The stranger aboard the attack vessel seemed to stir to life. “Well? Where is Fuchs?” he demanded.
“Who am I speaking to?” Victor asked, stalling for time. “You know who I am but I don’t know who you are.”
The man almost smiled. “I am your death unless you surrender Fuchs to me.”
His fingers racing across the control keyboard like a pianist attempting a mad cadenza, Victor Zacharias answered, “Lars Fuchs isn’t aboard this ship. Send an inspection party if you want to. I assure you—”
Syracuse shuddered. We’ve been hit! Victor realized. The bastard’s shooting at us!
A bank of red lights flared angrily on the control panel. The main antennas. He’s silenced us. And the fuel tanks below the antennas; he’s ripped them open! With a swift check of his other diagnostics, Victor hesitated a heartbeat, then punched the key that released the ship’s cargo. Syracuse lurched heavily as fourteen thousand tons of asteroidal rock were suddenly freed from their magnetic grips and went spinning into space between the ore carrier and the attack vessel.
That’s the best shielding I can provide, Victor said to himself as he punched up Syracuse ’s propulsion controls and goosed the main fusion engine to maximum acceleration. In the main display screen above his curved control panel he saw glints of laser light splashing off the rocks that now floated between him and the attack ship. Come on, he silently urged the fusion engine. Get us out of here!
“You can’t run away,” came the voice from the attack ship, sounding more amused than angry.

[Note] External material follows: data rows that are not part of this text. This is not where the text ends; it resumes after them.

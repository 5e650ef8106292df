//! Tests for running backends end to end

use std::fs;
use std::io::Cursor;
use std::path::PathBuf;
use std::sync::atomic::{AtomicBool, Ordering};

use hilrun_core::backend::{run, Backend, ReplayBackend, Session};
use hilrun_core::config::HarnessConfig;
use hilrun_core::error::{HarnessError, HarnessResult};
use hilrun_core::symbols::{Addr2LineTool, FnResolver};
use hilrun_core::types::{Location, Verdict};

const MISSING_ADDR2LINE: &str = "/nonexistent/hilrun-test/arm-none-eabi-addr2line";

/// Backend serving fixed text and recording whether it was started.
struct CannedBackend
{
    text: &'static str,
    started: AtomicBool,
}

impl CannedBackend
{
    fn new(text: &'static str) -> Self
    {
        Self {
            text,
            started: AtomicBool::new(false),
        }
    }
}

impl Backend for CannedBackend
{
    fn name(&self) -> &'static str
    {
        "canned"
    }

    fn start(&self, _config: &HarnessConfig) -> HarnessResult<Session>
    {
        self.started.store(true, Ordering::SeqCst);
        Ok(Session::from_reader(Cursor::new(self.text)))
    }
}

fn config() -> HarnessConfig
{
    HarnessConfig::builder("build/test_sample.elf").build().unwrap()
}

#[test]
fn test_missing_symbolizer_aborts_before_any_output()
{
    let backend = CannedBackend::new("PC   : 0x08001000\nOK\n");
    let mut sink = Vec::new();
    let result = run(
        &config(),
        &backend,
        Addr2LineTool::new(MISSING_ADDR2LINE, "build/test_sample.elf"),
        &mut sink,
    );

    match result {
        Err(HarnessError::ToolNotFound { tool, .. }) => assert_eq!(tool, MISSING_ADDR2LINE),
        other => panic!("expected ToolNotFound, got {:?}", other.map(|o| o.verdict)),
    }
    assert!(sink.is_empty());
    assert!(!backend.started.load(Ordering::SeqCst));
}

#[test]
fn test_run_over_canned_backend()
{
    let backend = CannedBackend::new("Semihosting init\nPC   : 0x08001000\nOK\ntrailing\n");
    let mut sink = Vec::new();
    let outcome = run(
        &config(),
        &backend,
        FnResolver::new(|_: &str| Ok(Location::new("main.c:42"))),
        &mut sink,
    )
    .unwrap();

    assert_eq!(outcome.verdict, Verdict::Pass);
    assert_eq!(String::from_utf8(sink).unwrap(), "PC   : 0x08001000 (main.c:42)\nOK\n");
}

#[test]
fn test_replay_from_file()
{
    let path = std::env::temp_dir().join(format!("hilrun-replay-{}.log", std::process::id()));
    fs::write(&path, b"LR   : 0x2\r\nHard Fault Handler Called :0:\r\n").unwrap();

    let mut sink = Vec::new();
    let outcome = run(
        &config(),
        &ReplayBackend::new(&path),
        FnResolver::new(|_: &str| Ok(Location::new("b.c:20"))),
        &mut sink,
    )
    .unwrap();
    fs::remove_file(&path).unwrap();

    assert_eq!(outcome.verdict, Verdict::Fail);
    assert!(outcome.transcript.is_empty());
    assert_eq!(
        String::from_utf8(sink).unwrap(),
        "LR   : 0x2 (b.c:20)\nHard Fault Handler Called :20:\n"
    );
}

#[test]
fn test_replay_missing_log_is_invalid_argument()
{
    let backend = ReplayBackend::new(PathBuf::from("/nonexistent/hilrun-test/run.log"));
    let mut sink = Vec::new();
    let result = run(&config(), &backend, FnResolver::new(|_: &str| Ok(Location::unknown())), &mut sink);
    assert!(matches!(result, Err(HarnessError::InvalidArgument(_))));
}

I can try, Victor replied silently.
* * *
Theo banged painfully against the rungs protruding from the central passageway’s curving bulkhead. Dad’s accelerating the ship, he thought. Trying to get away. He grabbed a ladder rung and pulled himself along the tube. Within seconds he was no longer weightless but falling toward the habitation module, where his mother and sister were. Careful now, he told himself, remembering how he’d broken his arm a few years earlier in a stupid fall down the tube. He jackknifed in midair, banging his knee painfully against the rungs, and turned around so that he was falling feet first.
He heard a hatch creak open down at the end of the tube and, glancing down, saw his sister Angie starting to climb upward toward him.
“Go back!” he yelled at her. “Get into a suit! Mom too!”
“What’s happening?” Angie shouted back, her voice echoing off the tube’s curving bulkhead. “The intercom isn’t working.” She sounded more annoyed than frightened.
“We’re being attacked!” Theo hollered, scrambling toward her as fast as he dared. “Get into suits, you and Mom!”
“Attacked? By who? What for?”
The lights flickered and went out. The dim emergency lights came on.
“Get into the goddamned suits!” Theo roared.
Angie began backing toward the hatch. “No need to swear, Theo.”
“The hell there isn’t,” he muttered to himself.
He clambered down the rungs and dropped the final couple of meters through the open hatch and onto the bare metal deck of the auxiliary airlock. Long habit—backed by his father’s stern discipline—made him reach overhead to close the hatch and make certain it was properly sealed. Then he pushed through the inner hatch and entered the family’s living quarters.